Holding Energi Perbesar Pangsa Pasar Perusahaan Pelat Merah

Gentur Putro Jati, CNN Indonesia | Jumat, 01/07/2016 19:23 WIB
Holding Energi Perbesar Pangsa Pasar Perusahaan Pelat Merah Dengan beroperasi semakin efisien, maka keuntungan yang diperoleh PGN maupun Pertamina dalam satu holding semakin besar. (REUTERS/Darren Whiteside).
Jakarta, CNN Indonesia -- Penggabungan PT Perusahaan Gas Negara Tbk (PGN) ke dalam PT Pertamina (Persero) menjadi perusahaan holding akan membuat penguasaan pasar sektor hilir minyak dan gas bumi (migas) semakin besar. Terlebih, sebelumnya Pertamina telah memiliki anak usaha PT Pertamina Gas (Pertagas) yang bergerak di bidang usaha yang sama.

"Holding akan menciptakan efisiensi karena banyak fungsi yang sama dan bisa digabung satu dengan yang lain. Market share seharusnya bertambah karena penguasaan sektor hilir migas dengan penggabungan kedua perusahaan akan semakin besar," ujar Satya W. Yudha, Anggota Komisi VII Dewan Perwakilan Rakyat (DPR), Jumat (1/7).
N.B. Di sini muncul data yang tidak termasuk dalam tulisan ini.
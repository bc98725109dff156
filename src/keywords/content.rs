//! `contentEncoding` and `contentMediaType`.
use crate::{
    content_encoding::DEFAULT_CONTENT_ENCODING_CONVERTERS,
    content_media_type::DEFAULT_CONTENT_MEDIA_TYPE_CHECKS,
    context::ValidationContext,
    error::ValidationErrorKind,
    keywords::CheckResult,
    paths::InstancePath,
};
use serde_json::{Map, Value};
use std::{borrow::Cow, str};

/// The string is decoded first when an encoding is declared, the media type applies to the
/// decoded content. Unknown encodings and media types are not checked.
pub(crate) fn check(
    ctx: &mut ValidationContext<'_>,
    string: &str,
    object: &Map<String, Value>,
    path: &InstancePath<'_>,
) -> CheckResult {
    let content = match object.get("contentEncoding").and_then(Value::as_str) {
        Some(encoding) => match DEFAULT_CONTENT_ENCODING_CONVERTERS.get(encoding) {
            Some(convert) => match convert(string) {
                Some(decoded) => Cow::Owned(decoded),
                None => {
                    return ctx.error(
                        ValidationErrorKind::ContentEncoding {
                            encoding: encoding.to_string(),
                        },
                        path,
                    )
                }
            },
            None => return Ok(()),
        },
        None => Cow::Borrowed(string.as_bytes()),
    };
    if let Some(media_type) = object.get("contentMediaType").and_then(Value::as_str) {
        if let Some(is_valid) = DEFAULT_CONTENT_MEDIA_TYPE_CHECKS.get(media_type) {
            // Binary content never satisfies a text media type
            if !str::from_utf8(&content).map_or(false, is_valid) {
                ctx.error(
                    ValidationErrorKind::ContentMediaType {
                        media_type: media_type.to_string(),
                    },
                    path,
                )?;
            }
        }
    }
    Ok(())
}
Menurut Satya dengan beroperasi semakin efisien, maka keuntungan yang diperoleh PGN maupun Pertamina dalam satu holding semakin besar.


"Otomatis jika efisien tentu bisa meningkatkan investasi karena pasti akan timbul keuntungan dengan adanya keuntungan bisa dibuat ulang investasi lainnya dengan sektor yang sama," ungkap Satya.

Tahun ini Pertamina menganggarkan belanja modal US$366,3 juta untuk pemanfaatan gas atau 6,9 persen dari total investasi perseroan yang mencapai US$5,31 miliar. Sementara itu, belanja modal PGN tahun ini sekitar US$500 juta.

Kementerian Badan Usaha Milik Negara (BUMN) sebelumnya memutuskan untuk menggabungkan PGN ke dalam Pertamina. Realisasi penggabungan kedua BUMN menunggu terbitnya Peraturan Pemerintah tentang pembentukan holding BUMN.

Tahun Ketiga

Berly Martawardaya, Staf Pengajar Fakultas Ekonomi Universitas Indonesia menuturkan pembentukan holding memang tidak akan serta merta meningkatkan keuntungan dari kedua perusahaan yang digabungkan. Biasanya, pada 1-2 tahun pertama menjadi masa penyesuaian dan reorganisasi sekaligus penggabungan budaya kerja.

"Jika semua berjalan lancar dan market bagus maka pada tahun ketiga, holding akan berpotensi meningkatkan margin dan keuntungannya," katanya.

Menurut Berly, keuntungan utama dari penggabungan PGN ke dalam Pertamina adalah sinergi dan koordinasi. Sehingga pembeli dan penjual gas bisa berurusan hanya dengan satu entitas. Selain itu, dengan menurunnya cost of transaction dan single agency benefit, berpotensi untuk menarik investasi yang lebih besar.

Herman Agustiawan, Kepala Pusat Studi Ketahanan Energi Universitas Pertahanan, menjelaskan pembentukan holding seharusnya dapat mensinergikan semua operasi Pertamina dan PGN dalam satu kendali perencanaan dan kegiatan operasional sehingga akan lebih efektif dan efisien.

"Penggabungan diharapkan bisa menjamin tidak ada lagi duplikasi investasi dan kegiatan bisnis pada region yang sama sehingga percepatan pengembangan jaringan infrastruktur akan lebih terjamin dan optimal," katanya. (gen)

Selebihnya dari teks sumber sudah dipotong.